It is also noteworthy that several improvements can be made in our future works. Among them, the three most important points are listed as follows. (1) Including textual information: This study only utilizes the location and captured time of photos to derive tourists’ mobility patterns. However, text data like tags and titles contain much information about trips. Therefore, a future direction can take text data into consideration for detecting additional contexts of trips, which are of great importance to enrich the knowledge of tourists’ behaviors. (2) Finer classification of attractions: This work classifies landmarks simply into three categories, which are very rough. A finer classification of landmarks will distinguish tourists better. For instance, two tourists sharing an interest in museums are more similar than others who like to visit other cultural places, such as churches. Therefore, constructing a semantic hierarchy with different granularities can be another direction of improvement to this research work. (3) Considering demographics of tourists: People from different countries usually have different preferences in many things, such as eating habits, styles of clothes and genres of art, just to name a few. Similarly, tourists with diverse cultural backgrounds are expected to behave differently in their tourism travel patterns. In this sense, by including the demographic background of tourists, we will be able to deepen our understanding of tourist behavior patterns.

5. Conclusions

Serving as the prerequisite to travel recommender systems, detecting and visualizing tourists’ frequent travel patterns is of great importance for effective travel itinerary planning. With the assistance of geo-tagged photos from Flickr, this research explored tourist behavior patterns based on a novel motif-based clustering framework. Enlightened by previous work on human mobility and network motifs, we extended the concept of travel motifs from topological spaces, to temporal spaces and to semantic spaces and unveiled tourist behavior patterns from different perspectives. In summary, the topological travel motif reveals typical travel patterns (e.g., popular/frequent travel sequence) of tourists between a given number of tourism attractions; the temporal travel motif indicates the time budgets (e.g., the duration of stay) of tourists spent based on the order of visited attractions; and the semantic travel motif differentiates the sightseeing tastes of tourists among different types (e.g., natural, cultural, business, and so on) of tourism attractions.

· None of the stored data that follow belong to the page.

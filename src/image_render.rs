//! Terminal image rendering.
//!
//! detect format -> decode or rasterize -> fit to the cell budget -> encode
//! for the terminal. The inline pane always uses half-block glyphs (two
//! vertical pixels per cell); the full-screen overlay uses the Kitty graphics
//! protocol when the terminal supports it.

use std::fs;
use std::path::{Path, PathBuf};

use anyhow::{Context, Result, anyhow, bail};
use image::imageops::FilterType;
use image::{DynamicImage, Rgba, RgbaImage};
use ratatui::style::{Color, Style};
use ratatui::text::{Line, Span};
use resvg::{tiny_skia, usvg};

use crate::kitty::{self, KittyImage};
use crate::preview_cache::ImageValidity;
use crate::scheduler::RequestId;

/// Small images are enlarged at most this much.
const MAX_UPSCALE: f64 = 2.0;

/// Canvas size for SVG documents that declare no size of their own.
const DEFAULT_SVG_SIZE: f32 = 100.0;

/// Kitty payloads are downscaled to at most this many pixels per side.
const MAX_KITTY_PIXELS: u32 = 2048;

const HALF_BLOCK: &str = "\u{2580}";

/// Where a rendered image is displayed.
#[derive(Clone, Copy, Debug, PartialEq, Eq, Hash)]
pub enum ImageTarget {
    Pane,
    Overlay,
}

impl ImageTarget {
    /// Rasterization quality factor for vector images.
    pub fn quality(self) -> u32 {
        match self {
            ImageTarget::Pane => 2,
            ImageTarget::Overlay => 4,
        }
    }
}

#[derive(Clone, Copy, Debug, PartialEq, Eq)]
pub enum ImageKind {
    Raster,
    Vector,
}

impl ImageKind {
    /// Classify by extension; anything else never enters the image pipeline.
    pub fn detect(path: &Path) -> Option<Self> {
        let ext = path.extension()?.to_str()?.to_ascii_lowercase();
        match ext.as_str() {
            "png" | "jpg" | "jpeg" | "gif" | "bmp" | "webp" | "ico" | "tif" | "tiff" => {
                Some(ImageKind::Raster)
            }
            "svg" => Some(ImageKind::Vector),
            _ => None,
        }
    }
}

#[derive(Clone, Copy, Debug, PartialEq, Eq)]
pub enum Protocol {
    Kitty,
    HalfBlocks,
}

/// What the terminal can display, detected once at startup.
#[derive(Clone, Copy, Debug, Default, PartialEq, Eq)]
pub struct GraphicsSupport {
    pub kitty: bool,
    pub truecolor: bool,
}

impl GraphicsSupport {
    pub fn protocol_for(&self, target: ImageTarget) -> Protocol {
        match target {
            ImageTarget::Overlay if self.kitty => Protocol::Kitty,
            _ => Protocol::HalfBlocks,
        }
    }
}

#[derive(Clone, Debug)]
pub struct RenderParams {
    pub target: ImageTarget,
    pub cols: u16,
    pub rows: u16,
    pub protocol: Protocol,
    pub truecolor: bool,
}

#[derive(Clone, Debug)]
pub struct ImageRequest {
    pub request_id: RequestId,
    pub path: PathBuf,
    pub params: RenderParams,
    pub validity: ImageValidity,
}

#[derive(Clone, Debug, PartialEq)]
pub enum RenderedImage {
    Blocks(Vec<Line<'static>>),
    Kitty(KittyImage),
}

pub fn render_image(path: &Path, params: &RenderParams) -> Result<RenderedImage> {
    if params.cols == 0 || params.rows == 0 {
        bail!("viewport too small");
    }
    let kind = ImageKind::detect(path)
        .ok_or_else(|| anyhow!("not an image: {}", path.display()))?;
    let img = match kind {
        ImageKind::Raster => decode_raster(path)?,
        ImageKind::Vector => {
            rasterize_svg(path, params.cols, params.rows, params.target.quality())?
        }
    };

    let (w, h) = fit_to_cells(img.width(), img.height(), params.cols, params.rows);
    log::debug!(
        "render {}: {}x{} px -> {}x{} ({:?})",
        path.display(),
        img.width(),
        img.height(),
        w,
        h,
        params.protocol
    );

    match params.protocol {
        Protocol::Kitty => {
            let payload = if img.width() > MAX_KITTY_PIXELS || img.height() > MAX_KITTY_PIXELS {
                img.thumbnail(MAX_KITTY_PIXELS, MAX_KITTY_PIXELS)
            } else {
                img
            };
            let cols = w.min(u32::from(params.cols)) as u16;
            let rows = (h / 2).min(u32::from(params.rows)) as u16;
            Ok(RenderedImage::Kitty(kitty::encode_png(&payload, cols, rows)?))
        }
        Protocol::HalfBlocks => {
            let scaled = img.resize_exact(w, h, FilterType::Triangle).to_rgba8();
            Ok(RenderedImage::Blocks(half_blocks(&scaled, params.truecolor)))
        }
    }
}

fn decode_raster(path: &Path) -> Result<DynamicImage> {
    image::ImageReader::open(path)
        .with_context(|| format!("opening {}", path.display()))?
        .with_guessed_format()
        .context("reading image header")?
        .decode()
        .context("decoding image")
}

/// Pixel size a vector image is rasterized to for a cell budget.
pub fn raster_target(cols: u16, rows: u16, quality: u32) -> (u32, u32) {
    (u32::from(cols) * quality, u32::from(rows) * quality)
}

fn rasterize_svg(path: &Path, cols: u16, rows: u16, quality: u32) -> Result<DynamicImage> {
    let data = fs::read(path).with_context(|| format!("reading {}", path.display()))?;
    rasterize_svg_data(&data, cols, rows, quality)
}

fn rasterize_svg_data(data: &[u8], cols: u16, rows: u16, quality: u32) -> Result<DynamicImage> {
    let mut opt = usvg::Options::default();
    if let Some(size) = usvg::Size::from_wh(DEFAULT_SVG_SIZE, DEFAULT_SVG_SIZE) {
        opt.default_size = size;
    }
    let tree = usvg::Tree::from_data(data, &opt).context("parsing SVG")?;

    let doc = tree.size();
    let (target_w, target_h) = raster_target(cols, rows, quality);
    // Device-independent scale: target pixels per document unit.
    let scale = (target_w as f32 / doc.width()).min(target_h as f32 / doc.height());
    let width = (doc.width() * scale).round().max(1.0) as u32;
    let height = (doc.height() * scale).round().max(1.0) as u32;

    let mut pixmap = tiny_skia::Pixmap::new(width, height)
        .ok_or_else(|| anyhow!("invalid raster size {width}x{height}"))?;
    resvg::render(
        &tree,
        tiny_skia::Transform::from_scale(scale, scale),
        &mut pixmap.as_mut(),
    );

    let mut rgba = RgbaImage::new(width, height);
    for (dst, px) in rgba.pixels_mut().zip(pixmap.pixels()) {
        let c = px.demultiply();
        *dst = Rgba([c.red(), c.green(), c.blue(), c.alpha()]);
    }
    Ok(DynamicImage::ImageRgba8(rgba))
}

/// Aspect-preserving fit into `cols` x `rows` cells, where one cell holds one
/// pixel horizontally and two vertically. Upscaling is capped and the height
/// is rounded up to an even number of pixels.
pub fn fit_to_cells(src_w: u32, src_h: u32, cols: u16, rows: u16) -> (u32, u32) {
    if src_w == 0 || src_h == 0 || cols == 0 || rows == 0 {
        return (0, 0);
    }
    let max_w = u32::from(cols);
    let max_h = u32::from(rows) * 2;
    let scale_w = f64::from(max_w) / f64::from(src_w);
    let scale_h = f64::from(max_h) / f64::from(src_h);
    let scale = scale_w.min(scale_h).min(MAX_UPSCALE);

    let w = ((f64::from(src_w) * scale).round() as u32).clamp(1, max_w);
    let mut h = ((f64::from(src_h) * scale).round() as u32).clamp(1, max_h);
    if h % 2 == 1 {
        h += 1;
    }
    (w, h)
}

/// Render pixel pairs as upper-half-block glyphs: foreground is the top
/// pixel, background the bottom one. Runs of equal colors share one span.
pub fn half_blocks(img: &RgbaImage, truecolor: bool) -> Vec<Line<'static>> {
    let (w, h) = img.dimensions();
    let mut lines = Vec::with_capacity((h as usize).div_ceil(2));

    for y in (0..h).step_by(2) {
        let mut spans: Vec<Span<'static>> = Vec::new();
        let mut run = String::new();
        let mut run_style: Option<Style> = None;

        for x in 0..w {
            let top = over_black(*img.get_pixel(x, y));
            let bottom = if y + 1 < h {
                over_black(*img.get_pixel(x, y + 1))
            } else {
                [0, 0, 0]
            };
            let style = Style::default()
                .fg(terminal_color(top, truecolor))
                .bg(terminal_color(bottom, truecolor));

            if run_style != Some(style) {
                if let Some(prev) = run_style {
                    spans.push(Span::styled(std::mem::take(&mut run), prev));
                }
                run_style = Some(style);
            }
            run.push_str(HALF_BLOCK);
        }
        if let Some(style) = run_style {
            spans.push(Span::styled(run, style));
        }
        lines.push(Line::from(spans));
    }
    lines
}

fn over_black(px: Rgba<u8>) -> [u8; 3] {
    let [r, g, b, a] = px.0;
    let a = u16::from(a);
    let blend = |c: u8| ((u16::from(c) * a + 127) / 255) as u8;
    [blend(r), blend(g), blend(b)]
}

fn terminal_color([r, g, b]: [u8; 3], truecolor: bool) -> Color {
    if truecolor {
        Color::Rgb(r, g, b)
    } else {
        Color::Indexed(ansi256(r, g, b))
    }
}

const CUBE_LEVELS: [u8; 6] = [0, 95, 135, 175, 215, 255];

fn nearest_cube_level(v: u8) -> usize {
    CUBE_LEVELS
        .iter()
        .enumerate()
        .min_by_key(|(_, level)| level.abs_diff(v))
        .map(|(i, _)| i)
        .unwrap_or(0)
}

fn distance(a: [u8; 3], b: [u8; 3]) -> u32 {
    a.iter()
        .zip(b.iter())
        .map(|(x, y)| u32::from(x.abs_diff(*y)).pow(2))
        .sum()
}

/// Nearest xterm-256 index: the 6x6x6 cube, or for pure grays whichever of
/// the cube and the 24-step gray ramp is closer.
pub fn ansi256(r: u8, g: u8, b: u8) -> u8 {
    let (ri, gi, bi) = (nearest_cube_level(r), nearest_cube_level(g), nearest_cube_level(b));
    let cube_index = (16 + 36 * ri + 6 * gi + bi) as u8;

    if r == g && g == b {
        let cube_rgb = [CUBE_LEVELS[ri], CUBE_LEVELS[gi], CUBE_LEVELS[bi]];
        // Ramp values are 8, 18, ..., 238.
        let step = (u32::from(r.saturating_sub(8)) + 5) / 10;
        let step = step.min(23);
        let gray = (8 + 10 * step) as u8;
        if distance([gray; 3], [r, g, b]) < distance(cube_rgb, [r, g, b]) {
            return 232 + step as u8;
        }
    }
    cube_index
}

#[cfg(test)]
mod tests {
    use super::*;
    use tempfile::TempDir;

    #[test]
    fn test_detect_kind() {
        assert_eq!(ImageKind::detect(Path::new("a/logo.SVG")), Some(ImageKind::Vector));
        assert_eq!(ImageKind::detect(Path::new("shot.png")), Some(ImageKind::Raster));
        assert_eq!(ImageKind::detect(Path::new("photo.jpeg")), Some(ImageKind::Raster));
        assert_eq!(ImageKind::detect(Path::new("main.go")), None);
        assert_eq!(ImageKind::detect(Path::new("Makefile")), None);
    }

    #[test]
    fn test_fit_is_aspect_preserving_and_even() {
        // 100x50 into 40x20 cells: width bound 0.4, height bound 0.8.
        assert_eq!(fit_to_cells(100, 50, 40, 20), (40, 20));
        // Height-bound and odd result rounds up.
        let (w, h) = fit_to_cells(50, 101, 80, 24);
        assert_eq!(h % 2, 0);
        assert!(h <= 48 && w <= 80);
    }

    #[test]
    fn test_fit_caps_upscaling() {
        assert_eq!(fit_to_cells(10, 10, 200, 100), (20, 20));
    }

    #[test]
    fn test_fit_degenerate() {
        assert_eq!(fit_to_cells(0, 10, 80, 24), (0, 0));
        assert_eq!(fit_to_cells(10, 10, 0, 24), (0, 0));
    }

    #[test]
    fn test_raster_target_scales_with_quality() {
        assert_eq!(raster_target(80, 24, ImageTarget::Overlay.quality()), (320, 96));
        assert_eq!(raster_target(80, 24, ImageTarget::Pane.quality()), (160, 48));
    }

    #[test]
    fn test_svg_rasterized_to_target() {
        let svg = br#"<svg xmlns="http://www.w3.org/2000/svg" width="100" height="30">
            <rect width="100" height="30" fill="red"/></svg>"#;
        let img = rasterize_svg_data(svg, 80, 24, 4).unwrap();
        assert_eq!((img.width(), img.height()), (320, 96));
        let px = img.to_rgba8().get_pixel(10, 10).0;
        assert_eq!(px, [255, 0, 0, 255]);
    }

    #[test]
    fn test_svg_without_size_uses_default_canvas() {
        let svg = br#"<svg xmlns="http://www.w3.org/2000/svg"><circle cx="50" cy="50" r="40"/></svg>"#;
        let img = rasterize_svg_data(svg, 10, 10, 2).unwrap();
        assert_eq!((img.width(), img.height()), (20, 20));
    }

    #[test]
    fn test_invalid_svg_is_error() {
        assert!(rasterize_svg_data(b"not an svg", 10, 10, 2).is_err());
    }

    #[test]
    fn test_ansi256_cube_and_gray() {
        assert_eq!(ansi256(0, 0, 0), 16);
        assert_eq!(ansi256(255, 255, 255), 231);
        assert_eq!(ansi256(255, 0, 0), 196);
        assert_eq!(ansi256(128, 128, 128), 244);
        assert_eq!(ansi256(95, 135, 175), 16 + 36 + 12 + 3);
    }

    #[test]
    fn test_half_blocks_pairs_rows() {
        let mut img = RgbaImage::new(2, 3);
        for x in 0..2 {
            img.put_pixel(x, 0, Rgba([255, 0, 0, 255]));
            img.put_pixel(x, 1, Rgba([0, 0, 255, 255]));
            img.put_pixel(x, 2, Rgba([0, 255, 0, 255]));
        }
        let lines = half_blocks(&img, true);
        assert_eq!(lines.len(), 2);
        assert_eq!(lines[0].spans.len(), 1);
        assert_eq!(lines[0].spans[0].content, "\u{2580}\u{2580}");
        assert_eq!(lines[0].spans[0].style.fg, Some(Color::Rgb(255, 0, 0)));
        assert_eq!(lines[0].spans[0].style.bg, Some(Color::Rgb(0, 0, 255)));
        // Odd last row pairs with black.
        assert_eq!(lines[1].spans[0].style.bg, Some(Color::Rgb(0, 0, 0)));
    }

    #[test]
    fn test_half_blocks_quantize_without_truecolor() {
        let mut img = RgbaImage::new(1, 2);
        img.put_pixel(0, 0, Rgba([255, 0, 0, 255]));
        img.put_pixel(0, 1, Rgba([128, 128, 128, 255]));
        let lines = half_blocks(&img, false);
        assert_eq!(lines[0].spans[0].style.fg, Some(Color::Indexed(196)));
        assert_eq!(lines[0].spans[0].style.bg, Some(Color::Indexed(244)));
    }

    #[test]
    fn test_render_png_to_blocks() {
        let dir = TempDir::new().unwrap();
        let path = dir.path().join("dot.png");
        RgbaImage::from_pixel(8, 8, Rgba([0, 255, 0, 255]))
            .save(&path)
            .unwrap();
        let params = RenderParams {
            target: ImageTarget::Pane,
            cols: 10,
            rows: 5,
            protocol: Protocol::HalfBlocks,
            truecolor: true,
        };
        let RenderedImage::Blocks(lines) = render_image(&path, &params).unwrap() else {
            panic!("expected block rendering");
        };
        // 8x8 fits 10x10 px with upscale capped -> 10 wide, 10 tall.
        assert_eq!(lines.len(), 5);
    }

    #[test]
    fn test_render_corrupt_image_is_error() {
        let dir = TempDir::new().unwrap();
        let path = dir.path().join("broken.png");
        std::fs::write(&path, b"\x89PNG garbage").unwrap();
        let params = RenderParams {
            target: ImageTarget::Pane,
            cols: 10,
            rows: 5,
            protocol: Protocol::HalfBlocks,
            truecolor: true,
        };
        assert!(render_image(&path, &params).is_err());
    }

    #[test]
    fn test_overlay_uses_kitty_only_when_supported() {
        let plain = GraphicsSupport::default();
        let kitty = GraphicsSupport {
            kitty: true,
            truecolor: true,
        };
        assert_eq!(plain.protocol_for(ImageTarget::Overlay), Protocol::HalfBlocks);
        assert_eq!(kitty.protocol_for(ImageTarget::Overlay), Protocol::Kitty);
        assert_eq!(kitty.protocol_for(ImageTarget::Pane), Protocol::HalfBlocks);
    }
}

Our proposed analytic framework will enhance the state of the art tourism studies and recommendation systems in three directions. First, typical topological travel motifs enable tourists to determine the number of attractions to visit and the optimal route. Second, typical temporal travel motifs further enable tourists to determine the visitation duration based on the order of attractions. Third, typical semantic travel motifs enable tourists to determine which type of attraction to visit with high priority. More importantly, this kind of recommendation is different from the state of the art tourism studies and recommendation systems in that it requires no frequent travel sequence covering exactly the same attractions and travel routes. It therefore can remarkably enhance the flexibility of existing tourism recommendation systems to meet more general sightseeing preferences.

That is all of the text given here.